The initialize statement is ended with ";" so is the condition but the incerement is not terminated,
So its a Expression and C compiler takes only Statement's but still it works without showing any ERROR...!!!!
Why is it???

2006-09-28 04:34:12 · 6 answers · asked by Abhax 1 in Computers & Internet Programming & Design

6 answers

u have a good question to create trouble amongst C litrates .. but i have a good explanation and its not just my thinking ..

first of all, as u know 'for' is not a function, so there is no question of arguments. for is a construct and it is not being broken in to 3 different statements, as u said
int i=0; is a statement .. then what about i<10; will this be treated as statement by the compiler?
if no then how can i++ (in a for construct) be treated as statement. if it is treated so then it should be i++;, then u r right..but no it is not treated as seprate statements but the whole construct is internally interpreted ... here ; is used just to seprate the 3 different things needed for a for construct and not taken as termination character. again if u say int i=0; is interpreted as a statement then for loop should have to terminate just after initialization of statement ..whice is not the case.

one more thing ....

have u seen the if - else conditional construct. ...
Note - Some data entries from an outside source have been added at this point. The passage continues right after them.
//! Cistern (tank) frames.
//!
//! Each index is one reading of a tank sensor set. Conductivity travels raw;
//! the event processing side converts it to salinity.

use super::layout::{ElementKind, Layout, SectionSpec};
use super::{Category, Elements, FrameError, FrameView, SectionData, encode};
use crate::consts::{CODE_SLOT_LEN, TIME_SLOT_LEN};
use serde::{Deserialize, Serialize};

/// Section index of `accumulated_time`.
pub const ACCUMULATED_TIME: usize = 0;
/// Section index of `cistern_code`.
pub const CISTERN_CODE: usize = 1;
/// Section index of `inflow_temp`.
pub const INFLOW_TEMP: usize = 2;
/// Section index of `outflow_temp`.
pub const OUTFLOW_TEMP: usize = 3;
/// Section index of `upper_illuminance`.
pub const UPPER_ILLUMINANCE: usize = 4;
/// Section index of `lower_illuminance`.
pub const LOWER_ILLUMINANCE: usize = 5;
/// Section index of `conductivity`.
pub const CONDUCTIVITY: usize = 6;
/// Section index of `ph`.
pub const PH: usize = 7;

/// Wire layout.
pub const LAYOUT: Layout = Layout {
    category: Category::Cistern,
    sections: &[
        SectionSpec::new("accumulated_time", ElementKind::Text(TIME_SLOT_LEN)),
        SectionSpec::new("cistern_code", ElementKind::Text(CODE_SLOT_LEN)),
        SectionSpec::new("inflow_temp", ElementKind::F64),
        SectionSpec::new("outflow_temp", ElementKind::F64),
        SectionSpec::new("upper_illuminance", ElementKind::F64),
        SectionSpec::new("lower_illuminance", ElementKind::F64),
        SectionSpec::new("conductivity", ElementKind::F64),
        SectionSpec::new("ph", ElementKind::F64),
    ],
};

/// Owned cistern batch.
#[derive(Debug, Clone, Default, PartialEq, Serialize, Deserialize)]
pub struct CisternBatch {
    /// Sample timestamps.
    pub accumulated_time: Vec<String>,
    /// Cistern code per sample.
    pub cistern_code: Vec<String>,
    /// Inflow water temperature.
    pub inflow_temp: Vec<f64>,
    /// Outflow water temperature.
    pub outflow_temp: Vec<f64>,
    /// Upper central illuminance.
    pub upper_illuminance: Vec<f64>,
    /// Lower central illuminance.
    pub lower_illuminance: Vec<f64>,
    /// Raw conductivity reading.
    pub conductivity: Vec<f64>,
    /// pH.
    pub ph: Vec<f64>,
}

impl CisternBatch {
    /// Encode as a frame.
    pub fn encode(&self) -> Result<Vec<u8>, FrameError> {
        encode(
            Category::Cistern,
            &[
                SectionData::Text(&self.accumulated_time),
                SectionData::Text(&self.cistern_code),
                SectionData::F64(&self.inflow_temp),
                SectionData::F64(&self.outflow_temp),
                SectionData::F64(&self.upper_illuminance),
                SectionData::F64(&self.lower_illuminance),
                SectionData::F64(&self.conductivity),
                SectionData::F64(&self.ph),
            ],
        )
    }
}

/// Typed view over a cistern frame.
#[derive(Debug, Clone)]
pub struct CisternFrame<'a> {
    view: FrameView<'a>,
}

impl<'a> CisternFrame<'a> {
    /// Wrap a parsed view, rejecting any other category.
    pub fn new(view: FrameView<'a>) -> Result<Self, FrameError> {
        if view.category() != Category::Cistern {
            return Err(FrameError::CategoryMismatch {
                expected: Category::Cistern,
                found: view.category(),
            });
        }
        Ok(Self { view })
    }

    /// Sample timestamps.
    pub fn accumulated_time(&self) -> Elements<'a, &'a str> {
        self.view.texts(ACCUMULATED_TIME)
    }

    /// Cistern codes.
    pub fn cistern_code(&self) -> Elements<'a, &'a str> {
        self.view.texts(CISTERN_CODE)
    }

    /// Any numeric section by index (`INFLOW_TEMP` ..= `PH`).
    pub fn values(&self, section: usize) -> Elements<'a, f64> {
        self.view.f64s(section)
    }

    /// Number of complete samples (shortest section).
    pub fn sample_count(&self) -> usize {
        (0..LAYOUT.sections.len())
            .map(|i| self.view.count(i))
            .min()
            .unwrap_or(0)
    }

    /// Copy into an owned batch.
    pub fn to_batch(&self) -> CisternBatch {
        CisternBatch {
            accumulated_time: self.accumulated_time().map(str::to_owned).collect(),
            cistern_code: self.cistern_code().map(str::to_owned).collect(),
            inflow_temp: self.values(INFLOW_TEMP).collect(),
            outflow_temp: self.values(OUTFLOW_TEMP).collect(),
            upper_illuminance: self.values(UPPER_ILLUMINANCE).collect(),
            lower_illuminance: self.values(LOWER_ILLUMINANCE).collect(),
            conductivity: self.values(CONDUCTIVITY).collect(),
            ph: self.values(PH).collect(),
        }
    }
}
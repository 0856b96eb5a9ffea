//! Threshold violation tracking and alert debounce.
//!
//! Every monitored sample is checked against the bounds returned by
//! `SELECT_THRESHOLD_DATA`, queried fresh for each sample. Per
//! `(resource, metric)` pair a [`ViolationState`] tracks whether an error
//! message row is open and how many consecutive samples violated or were
//! clean.
//!
//! With `K = violation_count`:
//!
//! - K consecutive violations with no alert outstanding send one exceeded
//!   mail. While the alert stays outstanding, every K further violations send
//!   a reminder (if enabled).
//! - K consecutive clean samples with an alert outstanding send one all-clear
//!   mail and clear the alert.
//!
//! Workers of one category compete for frames, so a resource's samples
//! reach several threads. The category's single [`Monitor`] lives in a
//! [`MonitorSet`] and every worker locks it for the thresholds of a sample.

use crate::config::{MailSettings, MonitorSettings};
use crate::mail::{Direction, MailSender, ViolationLine, all_clear_message, exceeded_message};
use crate::store::statements::{
    INSERT_ERROR_MESSAGE_DATA, SELECT_OBSERVERS_QUERY, SELECT_THRESHOLD_DATA,
    UPDATE_STATUS_RESOLVED_ERROR_MESSAGE_DATA,
};
use crate::store::{ErrorStatus, Param, StatementExecutor};
use crate::error::StoreResult;
use fams_common::frame::Category;
use fams_common::metric::MetricType;
use parking_lot::Mutex;
use std::collections::{BTreeMap, HashMap};
use std::sync::Arc;
use tracing::{debug, error, info, warn};

/// Debounce state of one `(resource, metric)` pair.
#[derive(Debug, Clone, Copy, PartialEq, Eq, Default)]
pub struct ViolationState {
    /// Whether an error message row is open.
    pub status: ErrorStatus,
    /// Consecutive violating samples since the last reset.
    pub violating: u32,
    /// Consecutive clean samples since the last reset.
    pub clean: u32,
    /// An exceeded mail was sent and no all-clear yet.
    pub alert_sent: bool,
}

/// Bounds check of one value.
#[derive(Debug, Clone, Copy, PartialEq)]
pub enum Verdict {
    /// Within `[min, max]`.
    Within,
    /// Outside the bounds.
    Violation(Direction),
}

/// Check `value` against inclusive bounds.
pub fn check(value: f64, min: f64, max: f64) -> Verdict {
    if value < min {
        Verdict::Violation(Direction::Below)
    } else if value > max {
        Verdict::Violation(Direction::Above)
    } else {
        Verdict::Within
    }
}

/// Mail sent as the result of one observation.
#[derive(Debug, Clone, Copy, PartialEq, Eq)]
pub enum Alert {
    /// First exceeded mail.
    Exceeded,
    /// Repeated exceeded mail while the violation persists.
    Reminder,
    /// All-clear mail.
    AllClear,
}

/// One value to check.
#[derive(Debug, Clone, Copy)]
pub struct Observation<'a> {
    /// Category the sample came from.
    pub category: Category,
    /// Resource id.
    pub resource: &'a str,
    /// Sample timestamp.
    pub time: &'a str,
    /// Metric.
    pub metric: MetricType,
    /// Value.
    pub value: f64,
}

type Key = (String, MetricType);

/// Threshold monitor of one category.
pub struct Monitor {
    violation_count: u32,
    remind: bool,
    mail: MailSettings,
    mailer: Arc<dyn MailSender>,
    states: HashMap<Key, ViolationState>,
    active: BTreeMap<Key, ViolationLine>,
}

impl std::fmt::Debug for Monitor {
    fn fmt(&self, f: &mut std::fmt::Formatter<'_>) -> std::fmt::Result {
        f.debug_struct("Monitor")
            .field("violation_count", &self.violation_count)
            .field("remind", &self.remind)
            .field("tracked", &self.states.len())
            .field("active", &self.active.len())
            .finish()
    }
}

impl Monitor {
    /// Create a monitor.
    pub fn new(settings: &MonitorSettings, mail: MailSettings, mailer: Arc<dyn MailSender>) -> Self {
        Self {
            violation_count: settings.violation_count.max(1),
            remind: settings.remind_while_occurring,
            mail,
            mailer,
            states: HashMap::new(),
            active: BTreeMap::new(),
        }
    }

    /// State of a pair, if it has been observed.
    pub fn state(&self, resource: &str, metric: MetricType) -> Option<&ViolationState> {
        self.states.get(&(resource.to_string(), metric))
    }

    /// Pairs currently violating.
    pub fn active_violations(&self) -> impl Iterator<Item = &ViolationLine> {
        self.active.values()
    }

    /// Check one value and advance its state.
    ///
    /// A failed threshold query or a pair without thresholds leaves the state
    /// untouched. Store and mail failures past that point are logged.
    pub fn observe(&mut self, db: &mut dyn StatementExecutor, obs: &Observation<'_>) -> Option<Alert> {
        let (min, max) = match query_bounds(db, obs.resource, obs.metric) {
            Ok(Some(bounds)) => bounds,
            Ok(None) => {
                debug!(resource = obs.resource, metric = %obs.metric, "no threshold configured");
                return None;
            }
            Err(e) => {
                warn!(resource = obs.resource, metric = %obs.metric, "threshold query failed: {}", e);
                return None;
            }
        };
        if !obs.value.is_finite() {
            warn!(resource = obs.resource, metric = %obs.metric, "non-finite value skipped");
            return None;
        }

        match check(obs.value, min, max) {
            Verdict::Violation(direction) => self.on_violation(db, obs, direction),
            Verdict::Within => self.on_clean(db, obs),
        }
    }

    fn on_violation(
        &mut self,
        db: &mut dyn StatementExecutor,
        obs: &Observation<'_>,
        direction: Direction,
    ) -> Option<Alert> {
        let key = (obs.resource.to_string(), obs.metric);
        let line = ViolationLine {
            happened_at: obs.time.to_string(),
            resource: obs.resource.to_string(),
            metric: obs.metric,
            value: obs.value,
            direction,
        };

        let mut state = self.states.get(&key).copied().unwrap_or_default();
        if state.status == ErrorStatus::Resolved {
            let params = [
                Param::from(format!("{} {}", obs.metric.label(), direction.phrase())),
                Param::from(obs.time),
                Param::from(obs.resource),
                Param::from(obs.category.name()),
                Param::from(obs.metric.port_type()),
            ];
            // The row stays missing, the transition still happens.
            if let Err(e) = db.execute(INSERT_ERROR_MESSAGE_DATA, &params) {
                error!(resource = obs.resource, metric = %obs.metric, "error message insert failed: {}", e);
            }
            state.status = ErrorStatus::Occurring;
            info!(resource = obs.resource, metric = %obs.metric, value = obs.value, "{}", direction.phrase());
        }
        self.active.insert(key.clone(), line);

        state.violating = state.violating.saturating_add(1);
        state.clean = 0;

        let mut alert = None;
        if state.violating >= self.violation_count {
            if !state.alert_sent {
                alert = Some(Alert::Exceeded);
            } else if self.remind {
                alert = Some(Alert::Reminder);
            }
        }
        if let Some(kind) = alert {
            self.send_exceeded(db, kind);
            state.alert_sent = true;
            state.violating = 0;
        }

        self.states.insert(key, state);
        alert
    }

    fn on_clean(&mut self, db: &mut dyn StatementExecutor, obs: &Observation<'_>) -> Option<Alert> {
        let key = (obs.resource.to_string(), obs.metric);
        let mut state = self.states.get(&key).copied().unwrap_or_default();

        if state.status == ErrorStatus::Occurring {
            let params = [
                Param::from(obs.resource),
                Param::from(obs.metric.port_type()),
                Param::from(obs.time),
            ];
            if let Err(e) = db.execute(UPDATE_STATUS_RESOLVED_ERROR_MESSAGE_DATA, &params) {
                error!(resource = obs.resource, metric = %obs.metric, "error message resolve failed: {}", e);
            }
            state.status = ErrorStatus::Resolved;
            self.active.remove(&key);
            info!(resource = obs.resource, metric = %obs.metric, value = obs.value, "back within standard");
        }

        state.clean = state.clean.saturating_add(1);
        state.violating = 0;

        let mut alert = None;
        if state.alert_sent && state.clean >= self.violation_count {
            let message = all_clear_message(&self.mail, self.recipients(db));
            if let Err(e) = self.mailer.send(&message) {
                warn!("all-clear mail not sent: {}", e);
            }
            state.alert_sent = false;
            state.clean = 0;
            alert = Some(Alert::AllClear);
        }

        self.states.insert(key, state);
        alert
    }

    fn send_exceeded(&mut self, db: &mut dyn StatementExecutor, kind: Alert) {
        let violations: Vec<ViolationLine> = self.active.values().cloned().collect();
        let message = exceeded_message(&self.mail, self.recipients(db), &violations);
        match self.mailer.send(&message) {
            Ok(()) => info!(?kind, violations = violations.len(), "exceeded mail sent"),
            Err(e) => warn!(?kind, "exceeded mail not sent: {}", e),
        }
    }

    /// Configured recipients plus observers, first occurrence wins.
    fn recipients(&self, db: &mut dyn StatementExecutor) -> Vec<String> {
        let mut recipients = self.mail.recipients.clone();
        match db.execute(SELECT_OBSERVERS_QUERY, &[]) {
            Ok(result) => {
                for row in 0..result.len() {
                    if let Some(email) = result.get(row, "email").and_then(Param::as_str) {
                        recipients.push(email.to_string());
                    }
                }
            }
            Err(e) => warn!("observer query failed: {}", e),
        }
        let mut seen = std::collections::HashSet::new();
        recipients.retain(|r| seen.insert(r.clone()));
        recipients
    }
}

/// Monitor shared by the workers of one category.
pub type SharedMonitor = Arc<Mutex<Monitor>>;

/// One [`Monitor`] per monitored category.
#[derive(Debug, Default)]
pub struct MonitorSet {
    monitors: [Option<SharedMonitor>; 5],
}

impl MonitorSet {
    /// Monitors for every category `settings` marks as monitored.
    pub fn new(settings: &MonitorSettings, mail: &MailSettings, mailer: &Arc<dyn MailSender>) -> Self {
        Self {
            monitors: std::array::from_fn(|i| {
                let category = Category::ALL[i];
                settings.is_monitored(category).then(|| {
                    Arc::new(Mutex::new(Monitor::new(settings, mail.clone(), Arc::clone(mailer))))
                })
            }),
        }
    }

    /// Monitor of `category`, `None` if it is not monitored.
    pub fn get(&self, category: Category) -> Option<SharedMonitor> {
        // Tags start at 1 and are contiguous.
        self.monitors[category.tag() as usize - 1].clone()
    }
}

fn query_bounds(
    db: &mut dyn StatementExecutor,
    resource: &str,
    metric: MetricType,
) -> StoreResult<Option<(f64, f64)>> {
    let result = db.execute(
        SELECT_THRESHOLD_DATA,
        &[Param::from(resource), Param::from(metric.port_type())],
    )?;
    let min = result.get(0, "min").and_then(Param::as_f64);
    let max = result.get(0, "max").and_then(Param::as_f64);
    Ok(min.zip(max))
}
what happened if i do this ..
int i=0;
if(i==0)
{
printf("\n I m inside the IF construct bcoz i is equal to 0");
}

now see this ...
int i=0;
if(i=2)
{
printf("\n I m inside the IF construct bcoz i is assigned 2");
}
// here i have used "i=2" (assigned 2 to i) and not "i==2".
ok now here u can see "if(i=2)" is an assignment statement .. but have i placed a ; over there ... ? like this if(i=2;)
but still if(i=2) will work.

i hope u r satisfied with this answer.
if u still have any problem regarding this u can send me message

2006-09-28 05:35:03 · answer #1 · answered by Digitally Й!Й 3 · 0 1

actually, that is the proper syntax for a for loop, so why would it give you an error?
the compiler sees the "for" keyword and knows that it needs to set up a loop based on the other parameters (that are separated by semicolons).
what the compiler would do with your example is to initialize a internal register to 0, compare it with 10, execute the printf statement, increment the register and loop back to where it compares it with 10.

2006-09-28 09:48:35 · answer #2 · answered by justme 7 · 0 0

To be honest, I never really thought of it much. It may be that the compiler treats each of those three expressions as inputs to a function "for" (internally, I mean), and so those are just arguments.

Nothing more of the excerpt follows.